Lysosomal glycoprotein storage disease with mental
retardation, hearing loss, and recurrent infections (upper or lower
respiratory tract, and gastrointestinal tract). Other clinical features include
coarse face, prominent forehead, prominent jaw, diffuse dysfunction of the
brain, severe ataxia, deafness, scoliosis, rheumatoid arthritis, hypotonia,
and muscle pain. Two types are described: α and β. α-Mannosidosis displays clinical heterogeneity, ranging from very serious to
very mild forms. β-Mannosidosis causes a severe disorder that affects
the peripheral and central nervous systems.
Lysosomal Mannosidosis Deficiency Syndrome.

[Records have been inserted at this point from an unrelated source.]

use crate::personal::personal_info;
use crate::trainer::TrainerInfo;
use schema::{Gender, GameVersion, LanguageId, PersonalInfo, RecordFormat, Species};
use serde::{Deserialize, Serialize};

pub const MAX_LEVEL: u8 = 100;
pub const MOVE_SLOTS: usize = 4;

/// One creature record, the unit every part of the engine produces or repairs.
#[derive(Debug, Clone, PartialEq, Serialize, Deserialize)]
pub struct Entity {
    pub format: RecordFormat,
    pub species: Species,
    pub form: u8,
    pub form_argument: u32,
    pub gender: Gender,
    pub shiny: bool,
    pub alpha: bool,
    pub held_item: u16,
    pub moves: [u16; MOVE_SLOTS],
    pub level: u8,
    pub language: LanguageId,
    pub nickname: String,
    pub is_nicknamed: bool,
    pub version: Option<GameVersion>, // None until an origin game is stamped
    pub ability: u16,
    pub ability_number: u8, // 1, 2 or 4 (hidden)
    pub ot_name: String,
    pub tid: u16,
    pub sid: u16,
    pub pid: u32,
    pub encryption_constant: u32,
    pub current_hp: u16,
    pub max_hp: u16,
    pub status_condition: u32,
    pub height_scalar: u8,
    pub weight_scalar: u8,
    pub height_absolute: f32,
    pub weight_absolute: f32,
}

impl Entity {
    /// A fresh, minimally initialized record of the given layout.
    pub fn blank(format: RecordFormat) -> Self {
        Entity {
            format,
            species: Species::NONE,
            form: 0,
            form_argument: 0,
            gender: Gender::Male,
            shiny: false,
            alpha: false,
            held_item: 0,
            moves: [0; MOVE_SLOTS],
            level: 1,
            language: LanguageId::English,
            nickname: String::new(),
            is_nicknamed: false,
            version: None,
            ability: 0,
            ability_number: 1,
            ot_name: String::new(),
            tid: 0,
            sid: 0,
            pid: 0,
            encryption_constant: 0,
            current_hp: 0,
            max_hp: 0,
            status_condition: 0,
            height_scalar: 0,
            weight_scalar: 0,
            height_absolute: 0.0,
            weight_absolute: 0.0,
        }
    }

    pub fn is_empty(&self) -> bool {
        self.species.is_none()
    }

    /// Generation of the record layout (the "format").
    pub fn generation(&self) -> u8 {
        self.format.generation()
    }

    /// Generation the entity originates from, if an origin game is set.
    pub fn origin_generation(&self) -> Option<u8> {
        self.version.map(GameVersion::generation)
    }

    /// Personal data for the current species/form in this layout's game family.
    pub fn personal(&self) -> Option<PersonalInfo> {
        personal_info(self.format.context(), self.species, self.form)
    }

    /// A gender the species can actually have, keeping the current one when it is allowed.
    pub fn sane_gender(&self) -> Gender {
        match self.personal().and_then(|info| info.fixed_gender()) {
            Some(fixed) => fixed,
            None if self.gender == Gender::Genderless => Gender::Male,
            None => self.gender,
        }
    }

    pub fn set_moves(&mut self, moves: [u16; MOVE_SLOTS]) {
        self.moves = moves;
    }

    pub fn has_move(&self, move_id: u16) -> bool {
        move_id != 0 && self.moves.contains(&move_id)
    }

    /// Select the ability in slot `index`, keeping slot number and ability id in step.
    pub fn refresh_ability(&mut self, index: u8) {
        let index = index.min(2);
        self.ability_number = 1 << index;
        if let Some(info) = self.personal() {
            self.ability = info.ability_at(usize::from(index));
        }
    }

    /// Restore HP and clear any status condition.
    pub fn heal(&mut self) {
        self.current_hp = self.max_hp;
        self.status_condition = 0;
    }

    /// Copy the original-trainer identity onto this record.
    pub fn apply_trainer(&mut self, trainer: &TrainerInfo) {
        self.ot_name = trainer.ot_name.clone();
        self.tid = trainer.tid;
        self.sid = trainer.sid;
        self.language = trainer.language;
        self.version = Some(trainer.game);
    }

    /// The name the game would show for an un-nicknamed entity of this species.
    pub fn default_nickname(&self) -> String {
        species_name(self.species, self.language, self.generation())
    }

    /// Absolute height derived from the species height and the height scalar.
    pub fn calc_height_absolute(&self) -> f32 {
        let base = self.personal().map(|info| info.height).unwrap_or_default();
        f32::from(base) * size_ratio(self.height_scalar)
    }

    /// Absolute weight derived from the species weight and both scalars.
    pub fn calc_weight_absolute(&self) -> f32 {
        let base = self.personal().map(|info| info.weight).unwrap_or_default();
        f32::from(base) * size_ratio(self.height_scalar) * size_ratio(self.weight_scalar)
    }

    /// Recompute stored absolute sizes for layouts that keep them.
    pub fn refresh_scaled_size(&mut self) {
        if !self.format.has_scaled_size() {
            return;
        }
        self.height_absolute = self.calc_height_absolute();
        self.weight_absolute = self.calc_weight_absolute();
    }
}

fn size_ratio(scalar: u8) -> f32 {
    f32::from(scalar) / 255.0 * 0.40 + 0.80
}

/// Species display name for a language and generation.
/// Only English names are known; other languages use them too.
pub fn species_name(species: Species, _language: LanguageId, generation: u8) -> String {
    let name = species.to_string();
    if generation <= 2 {
        name.to_uppercase()
    } else {
        name
    }
}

First reported in 1967 by Oeckerman in Lund, Sweden, who
described a boy affected with mental retardation, increased tissue total
mannose concentration, and susceptibility to infection.
Rare; approximately 100 cases of α-mannosidosis
and 10 to 15 cases of β-mannosidosis have been described. Found in
all ethic groups in Europe, America, Africa, and Asia.
Autosomal recessive genetic disorder, 2.5:1
male preponderance. The α-mannosidase gene maps to chromosome
19p13.2-q12. The β-mannosidase gene is located at chromosome 4q22-25.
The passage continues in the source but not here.